I was going to say spend a million or two on a "enterprise solution tailored to fit your needs" that never actually works like you wanted, but middle management loves because the salesman took them out for drinks, then spend another half-million on training so that everybody gets up to speed. Then after wasting time for 6 months, use some wacky combination of access and excel that lives on some shared drive *somewhere*, Finally give up and scrap the whole idea when a new operations director comes in and has a NEW enterprise solution lined up from his good buddy at yet another company.

You forgot about the part where you pull in HR and make them advertise for an unrealistic amount of experience in this overpriced "solution", mixed, of course with a long and unlikely laundry list of "must-have" skills. To which a number of offshore outfits will immediately respond claiming that they have all this and certs to boot all for an Everyday Low Price, followed by hiring of a bunch of clueless entry-level people who can barely speak English.

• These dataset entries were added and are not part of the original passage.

use std::collections::HashMap;
use std::path::PathBuf;

use serde::Deserialize;
use strum::{Display, EnumString};
use typed_builder::TypedBuilder;

/// Target execution environment for submitted scripts.
#[derive(Debug, Clone, Copy, PartialEq, Eq, Deserialize, Display, EnumString)]
#[serde(rename_all = "lowercase")]
#[strum(serialize_all = "lowercase")]
pub enum SchedulerKind {
    Local,
    Sge,
    Lsf,
}

/// Raw key/value snapshot of a job as reported by its backend.
///
/// Keys are backend vocabulary and are not normalized across backends. An
/// empty map means the job is unknown to the backend, i.e. finished or
/// expired.
pub type StatusMap = HashMap<String, String>;

/// The uniform parameter set accepted by every backend's submit operation.
///
/// Only `command` is mandatory; each backend maps the optional fields onto
/// its native flags and ignores the ones it has no equivalent for.
#[derive(Debug, Clone, TypedBuilder)]
pub struct Submission {
    /// One or more shell-executable scripts. More than one entry turns the
    /// submission into an array job on grid backends.
    #[builder(setter(into))]
    pub command: Vec<PathBuf>,

    /// Working directory; the caller's current directory when unset.
    #[builder(default)]
    pub directory: Option<PathBuf>,

    /// Native job ids that must reach a done state before this one starts.
    #[builder(default)]
    pub deps: Vec<String>,

    /// Logfile for stdout.
    #[builder(default)]
    pub log: Option<PathBuf>,

    #[builder(default, setter(strip_option, into))]
    pub name: Option<String>,

    /// Parallel-environment keywords, passed through verbatim.
    #[builder(default, setter(strip_option, into))]
    pub pe_opts: Option<String>,

    /// Threads-per-node hint for backends that express it as a span.
    #[builder(default, setter(strip_option))]
    pub threads: Option<usize>,

    #[builder(default, setter(strip_option))]
    pub priority: Option<i32>,

    #[builder(default, setter(strip_option, into))]
    pub queue: Option<String>,

    /// Absolute path to the shell to run the job in.
    #[builder(default)]
    pub shell: Option<PathBuf>,

    /// Maximum wall-clock runtime, advisory to the scheduler.
    #[builder(default, setter(strip_option))]
    pub runtime: Option<u64>,

    /// Submit but hold the job.
    #[builder(default)]
    pub hold: bool,

    /// Worker count for the local pool.
    #[builder(default, setter(strip_option))]
    pub nproc: Option<usize>,

    /// Allow individual scripts to exit non-zero.
    #[builder(default)]
    pub permit_nonzero: bool,
}
use crate::error::Result;
use crate::model::{StatusMap, Submission};

/// What became of a control request on a particular backend.
///
/// Distinguishing "the backend cannot do this" from "the backend tried and
/// failed" lets callers stay backend-agnostic without parsing log output.
#[derive(Debug, Clone, Copy, PartialEq, Eq)]
pub enum ControlOutcome {
    Applied,
    Unsupported,
}

/// Client-side adapter for one execution backend.
///
/// The control operations default to [`ControlOutcome::Unsupported`] so a
/// backend only overrides what its native tooling actually offers.
#[async_trait::async_trait]
pub trait JobScheduler: Send + Sync {
    /// Submit the request and return the backend's native job identifier.
    async fn submit(&self, submission: Submission) -> Result<String>;

    /// Snapshot the job's scheduler-reported state. An empty map means the
    /// backend no longer knows the job; this is not an error.
    async fn status(&self, job_id: &str) -> Result<StatusMap>;

    async fn kill(&self, _job_id: &str) -> Result<ControlOutcome> {
        Ok(ControlOutcome::Unsupported)
    }

    async fn hold(&self, _job_id: &str) -> Result<ControlOutcome> {
        Ok(ControlOutcome::Unsupported)
    }

    async fn release(&self, _job_id: &str) -> Result<ControlOutcome> {
        Ok(ControlOutcome::Unsupported)
    }

    async fn alter(&self, _job_id: &str, _priority: Option<i32>) -> Result<ControlOutcome> {
        Ok(ControlOutcome::Unsupported)
    }
}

Comment Re:Hilarious (Score 1) 72

If they were really that concerned with getting things done, they'd pare down these "laundry" lists to the skills that are both essential and cannot be acquired in a short period of time. And would take time to recognize equivalences (for example, someone who's done MySQL for 5 years might not have such a learning curve for Oracle and vice versa).

Too many businesses are so obsessed with getting someone who can "hit the ground running" that the only "qualified" candidates are either lying about it or statistical outliers.

The worst of it is that many times the business actually has a certain amount of "blue sky" in the project where some of these "must have" skills end up never being used, and instead staff ends up having to learn some other skill instead.

Comment Re:And 4) (Score 1) 639

People used to starve in England as well during the Little Ice Age, because there wasn't enough summer to grow crops in.

The Little Ice age was just a volcanic eruption's short-term impact. What we're talking now isn't a flash event, it's the accumulated result of slow buildup, and it's going to be equally slow to mitigate.

And unlike volcanoes, we do have a choice as to whether to keep making it worse.